Therein lies the rub, in my view, with what ails some South Africans and our cock-eyed views about the “otherness” we perceive about Africans from north of Beit Bridge. Even in the most educated, worldly and urbane circles you are likely to find this kind of language of exclusion, ignorance and prejudice. It doesn’t seem to be informed by anything other than a fear of something different or unknown. We entertain the most banal and backward language such as “he speaks with a strange accent”, or “he has that angular West African forehead that I don’t like”.

Better still, there is the oft-used “my boyfriend is so exotic because he is French” when the guy is actually Congolese. We seem oblivious to the fact that ascribing to him a new and seemingly more acceptable identity, such as being French, belies a self-loathing among us as Africans. The worst thing is, we don’t even realise how offensive this is.

Yes, in our plush suburban homes, we entertain the most denigrating, nonsensical ideas, but in the company of others we want to say and be seen to say politically correct things. There is a great deal of hypocrisy, which defines our relationship as Africans. We are quick to rally around superficial calls for unity when it comes to the World Cup and other major global events, but on the ground it would appear that we view each other with suspicion and disdain. The fact is, we don’t understand each other; we’ve never tried.
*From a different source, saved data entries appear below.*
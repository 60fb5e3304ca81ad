// Copyright 2025 the Vantage Authors
// SPDX-License-Identifier: Apache-2.0 OR MIT

use vantage_axis::AxisError;

/// Errors returned by [`crate::Viewport`] mutators.
///
/// A failed operation leaves the viewport exactly as it was.
#[derive(Clone, Copy, Debug, PartialEq, thiserror::Error)]
pub enum ViewError {
    /// A numeric input was non-finite or outside the operation's domain.
    #[error("invalid argument `{what}`: {value}")]
    InvalidArgument {
        /// Name of the rejected parameter.
        what: &'static str,
        /// The rejected value.
        value: f64,
    },
    /// The operation would have produced a non-invertible transform.
    #[error("operation would produce a non-invertible view transform")]
    DegenerateTransform,
}

impl From<AxisError> for ViewError {
    fn from(err: AxisError) -> Self {
        match err {
            AxisError::InvalidArgument { what, value } => Self::InvalidArgument { what, value },
        }
    }
}
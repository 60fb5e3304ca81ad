// Copyright 2025 the Vantage Authors
// SPDX-License-Identifier: Apache-2.0 OR MIT

//! Vantage Label: geometry for anchored, rotated text labels.
//!
//! A label painter needs to know where a string will land on screen before
//! drawing it, to hit-test it, and to skip labels that would not fit. This
//! crate computes that footprint from:
//! - the untransformed text bounds, supplied by a [`TextMeasurer`];
//! - an [`AnchorFraction`] naming the point of the text box to pin;
//! - a [`LabelPlacement`] giving the world location, angle and whether the
//!   text follows the view's scale and rotation;
//! - the current world → screen `Affine` of the view.
//!
//! The result is a [`LabelShape`]. An optional [`LabelPredicate`] can veto a
//! shape, e.g. when it is wider than the room between two ticks.
//!
//! ## Minimal example
//!
//! ```rust
//! use kurbo::{Affine, Point, Vec2};
//! use vantage_label::{
//!     AnchorFraction, HeuristicTextMeasurer, LabelPlacement, LabelPredicate,
//! };
//!
//! let world_to_screen = Affine::translate(Vec2::new(400.0, 300.0)) * Affine::FLIP_Y;
//! let placement = LabelPlacement::new(Point::new(10.0, 0.0))
//!     .unwrap()
//!     .with_anchor(AnchorFraction::TOP_CENTER);
//!
//! let measurer = HeuristicTextMeasurer::new(10.0);
//! let fits = LabelPredicate::width_between(0.0, 40.0);
//!
//! let shape = placement
//!     .layout("0.25", &measurer, world_to_screen, &fits)
//!     .unwrap();
//! // The top-center of the text sits under the tick at screen (410, 300).
//! assert_eq!(shape.bounding_box().center().x, 410.0);
//! assert_eq!(shape.bounding_box().y0, 300.0);
//!
//! // Too wide for the predicate: vetoed.
//! assert!(placement.layout("0.123456", &measurer, world_to_screen, &fits).is_none());
//! ```
//!
//! This crate is `no_std` and uses `alloc` for predicates.

#![no_std]

extern crate alloc;

mod anchor;
mod error;
mod measure;
mod placement;
mod predicate;
mod shape;

pub use anchor::AnchorFraction;
pub use error::LabelError;
pub use measure::{HeuristicTextMeasurer, TextMeasurer};
pub use placement::LabelPlacement;
pub use predicate::{LabelPredicate, ShapeTest};
pub use shape::LabelShape;
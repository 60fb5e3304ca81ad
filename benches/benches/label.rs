// Copyright 2025 the Vantage Authors
// SPDX-License-Identifier: Apache-2.0 OR MIT

use criterion::{BenchmarkId, Criterion, Throughput, black_box, criterion_group, criterion_main};
use kurbo::{Affine, Point, Vec2};
use vantage_label::{AnchorFraction, HeuristicTextMeasurer, LabelPlacement, LabelPredicate};

fn bench_layout(c: &mut Criterion) {
    let mut group = c.benchmark_group("label/layout");
    let world_to_screen = Affine::translate(Vec2::new(640.0, 360.0)) * Affine::scale(12.0);
    let measurer = HeuristicTextMeasurer::default();
    let predicate = LabelPredicate::width_between(0.0, 80.0)
        .and(!LabelPredicate::height_between(0.0, 1.0))
        .or(LabelPredicate::always());

    for len in [16usize, 256, 4_096] {
        let placements: Vec<LabelPlacement> = (0..len)
            .map(|i| {
                LabelPlacement::new(Point::new(i as f64, 0.0))
                    .unwrap()
                    .with_anchor(AnchorFraction::TOP_CENTER)
                    .with_angle(-0.5)
                    .unwrap()
            })
            .collect();
        group.throughput(Throughput::Elements(len as u64));

        group.bench_with_input(BenchmarkId::new("fixed_size", len), &placements, |b, ps| {
            b.iter(|| {
                for p in ps {
                    black_box(p.layout("1.25", &measurer, world_to_screen, &predicate));
                }
            });
        });

        group.bench_with_input(
            BenchmarkId::new("transforming", len),
            &placements,
            |b, ps| {
                b.iter(|| {
                    for p in ps {
                        let p = p.with_transforming_labels(true);
                        black_box(p.layout("1.25", &measurer, world_to_screen, &predicate));
                    }
                });
            },
        );
    }

    group.finish();
}

criterion_group!(benches, bench_layout);
criterion_main!(benches);
// Copyright 2025 the Vantage Authors
// SPDX-License-Identifier: Apache-2.0 OR MIT

//! Axis ranges and tick plans.

use alloc::string::String;

use crate::AxisError;
use crate::format::NumberFormat;
use crate::snap::{decade_exponent, nice_value, power_of_ten, snap_up};

/// Upper bound on the number of ticks a [`Ticks`] iterator yields.
pub const MAX_TICKS: usize = 10_000;

/// A closed numeric span `[min, max]` with finite bounds.
#[derive(Clone, Copy, Debug, PartialEq)]
pub struct AxisRange {
    min: f64,
    max: f64,
}

impl AxisRange {
    /// Creates a range.
    ///
    /// # Errors
    ///
    /// Returns [`AxisError::InvalidArgument`] if either bound is not finite
    /// or `min > max`.
    pub fn new(min: f64, max: f64) -> Result<Self, AxisError> {
        if !min.is_finite() {
            return Err(AxisError::invalid("min", min));
        }
        if !max.is_finite() || min > max {
            return Err(AxisError::invalid("max", max));
        }
        Ok(Self { min, max })
    }

    /// Lower bound.
    #[must_use]
    pub fn min(&self) -> f64 {
        self.min
    }

    /// Upper bound.
    #[must_use]
    pub fn max(&self) -> f64 {
        self.max
    }

    /// `max - min`. May be infinite when the bounds are huge and of opposite sign.
    #[must_use]
    pub fn span(&self) -> f64 {
        self.max - self.min
    }

    /// Returns `true` if `value` lies within the closed range.
    #[must_use]
    pub fn contains(&self, value: f64) -> bool {
        self.min <= value && value <= self.max
    }

    /// Smallest range covering both `self` and `other`.
    #[must_use]
    pub fn union(&self, other: Self) -> Self {
        Self {
            min: self.min.min(other.min),
            max: self.max.max(other.max),
        }
    }
}

/// Tick layout for an [`AxisRange`].
///
/// A plan pairs a step with the range bounds rounded outward to multiples
/// of that step, and a [`NumberFormat`] precise enough to tell neighboring
/// ticks apart. Plans are cheap and meant to be recomputed whenever the view
/// changes.
#[derive(Clone, Copy, Debug, PartialEq)]
pub struct TickPlan {
    step: f64,
    first_index: f64,
    last_index: f64,
    snapped_min: f64,
    snapped_max: f64,
    format: NumberFormat,
    /// Decimals at which tick values are re-rounded, for nice steps below one.
    clean_decimals: Option<u32>,
}

impl TickPlan {
    /// Plans roughly `target_ticks` intervals across `range`.
    ///
    /// The step is the nice number at or above `span / target_ticks`. A
    /// zero-width range uses the nice number at or above `|min|` (or `1`
    /// when the range is `[0, 0]`).
    ///
    /// # Errors
    ///
    /// Returns [`AxisError::InvalidArgument`] if `target_ticks` is zero or no
    /// finite nice step fits the range.
    pub fn new(range: AxisRange, target_ticks: usize) -> Result<Self, AxisError> {
        if target_ticks == 0 {
            return Err(AxisError::invalid("target_ticks", 0.0));
        }
        let span = range.span();
        let step = if span > 0.0 {
            snap_up(span / target_ticks as f64)?
        } else if range.min() != 0.0 {
            snap_up(range.min().abs())?
        } else {
            1.0
        };
        Self::with_step(range, step)
    }

    /// Plans ticks so they land roughly `target_spacing_px` apart when the
    /// range is drawn across `pixel_extent` pixels.
    ///
    /// # Errors
    ///
    /// Returns [`AxisError::InvalidArgument`] if either pixel quantity is not
    /// strictly positive and finite, or as [`TickPlan::new`].
    #[expect(
        clippy::cast_possible_truncation,
        reason = "tick counts are clamped to MAX_TICKS before the cast"
    )]
    pub fn for_pixels(
        range: AxisRange,
        pixel_extent: f64,
        target_spacing_px: f64,
    ) -> Result<Self, AxisError> {
        if !pixel_extent.is_finite() || pixel_extent <= 0.0 {
            return Err(AxisError::invalid("pixel_extent", pixel_extent));
        }
        if !target_spacing_px.is_finite() || target_spacing_px <= 0.0 {
            return Err(AxisError::invalid("target_spacing_px", target_spacing_px));
        }
        let count = libm::floor(pixel_extent / target_spacing_px).clamp(1.0, MAX_TICKS as f64);
        Self::new(range, count as usize)
    }

    /// Plans ticks with an explicit `step`, which need not be a nice number.
    ///
    /// # Errors
    ///
    /// Returns [`AxisError::InvalidArgument`] if `step` is not strictly
    /// positive and finite, or the snapped bounds overflow.
    pub fn with_step(range: AxisRange, step: f64) -> Result<Self, AxisError> {
        if !step.is_finite() || step <= 0.0 {
            return Err(AxisError::invalid("step", step));
        }
        let first_index = libm::floor(range.min() / step);
        let last_index = libm::ceil(range.max() / step);
        let e = decade_exponent(step);
        let clean_decimals = (e < 0 && is_nice(step, e)).then_some(e.unsigned_abs());

        let mut plan = Self {
            step,
            first_index,
            last_index,
            snapped_min: 0.0,
            snapped_max: 0.0,
            format: NumberFormat::Fixed { max_decimals: 0 },
            clean_decimals,
        };
        plan.snapped_min = plan.value_at(first_index);
        plan.snapped_max = plan.value_at(last_index);
        if !plan.snapped_min.is_finite() || !plan.snapped_max.is_finite() {
            return Err(AxisError::invalid("step", step));
        }
        let magnitude = plan.snapped_min.abs().max(plan.snapped_max.abs());
        plan.format = NumberFormat::for_step(step, magnitude);
        Ok(plan)
    }

    /// Distance between consecutive ticks.
    #[must_use]
    pub fn step(&self) -> f64 {
        self.step
    }

    /// Range minimum rounded down to a multiple of the step.
    #[must_use]
    pub fn snapped_min(&self) -> f64 {
        self.snapped_min
    }

    /// Range maximum rounded up to a multiple of the step.
    #[must_use]
    pub fn snapped_max(&self) -> f64 {
        self.snapped_max
    }

    /// The snapped bounds as a range.
    #[must_use]
    pub fn snapped_range(&self) -> AxisRange {
        AxisRange {
            min: self.snapped_min,
            max: self.snapped_max,
        }
    }

    /// Label format for values of this plan.
    #[must_use]
    pub fn format(&self) -> NumberFormat {
        self.format
    }

    /// Formats a tick value with [`TickPlan::format`].
    #[must_use]
    pub fn label(&self, value: f64) -> String {
        self.format.format(value)
    }

    /// Iterates tick values from `snapped_min` to `snapped_max` inclusive.
    ///
    /// Values are computed from their index rather than accumulated, and at
    /// most [`MAX_TICKS`] are produced.
    #[must_use]
    #[expect(
        clippy::cast_possible_truncation,
        reason = "the tick count is clamped to MAX_TICKS before the cast"
    )]
    pub fn ticks(&self) -> Ticks {
        let count = (self.last_index - self.first_index + 1.0).clamp(0.0, MAX_TICKS as f64);
        Ticks {
            plan: *self,
            next: 0,
            count: count as usize,
        }
    }

    fn value_at(&self, index: f64) -> f64 {
        let value = index * self.step;
        match self.clean_decimals {
            Some(decimals) => {
                let p = power_of_ten(decimals);
                libm::round(value * p) / p
            }
            None => value,
        }
    }
}

/// Returns `true` if `step` is `{1, 2, 5} × 10^e`.
fn is_nice(step: f64, e: i32) -> bool {
    [1.0, 2.0, 5.0]
        .into_iter()
        .any(|m| nice_value(m, e) == step)
}

/// Iterator over the tick values of a [`TickPlan`].
#[derive(Clone, Debug)]
pub struct Ticks {
    plan: TickPlan,
    next: usize,
    count: usize,
}

impl Iterator for Ticks {
    type Item = f64;

    fn next(&mut self) -> Option<f64> {
        if self.next >= self.count {
            return None;
        }
        let value = self
            .plan
            .value_at(self.plan.first_index + self.next as f64);
        self.next += 1;
        Some(value)
    }

    fn size_hint(&self) -> (usize, Option<usize>) {
        let remaining = self.count - self.next;
        (remaining, Some(remaining))
    }
}

impl ExactSizeIterator for Ticks {}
As a nation, we were all filled with a deep sense of shame after the deadly xenophobic attacks in 2008, but what has that shame and remorse amounted to when the same kind of violence emerges time and time again? The denialism adopted by some in government isn’t helpful. If we don’t call the thing by its name, how are we supposed to tackle it adequately and rid our society of this inexplicable hatred?

Policy-making
Policy instruments that deal with the distribution of scarce resources are certainly the most obvious way to tackle the problems giving rise to xenophobic violence. However, policy-making cannot begin to correct the warped and twisted views in people’s hearts and minds about what they think and feel about each other.

Campaigns aimed at eradicating this prejudice shouldn’t be superficial, nor should they be rolled out only when there is an upsurgae of violence — they should be concerted, frank and continuous so that the impact is long-lasting and genuine.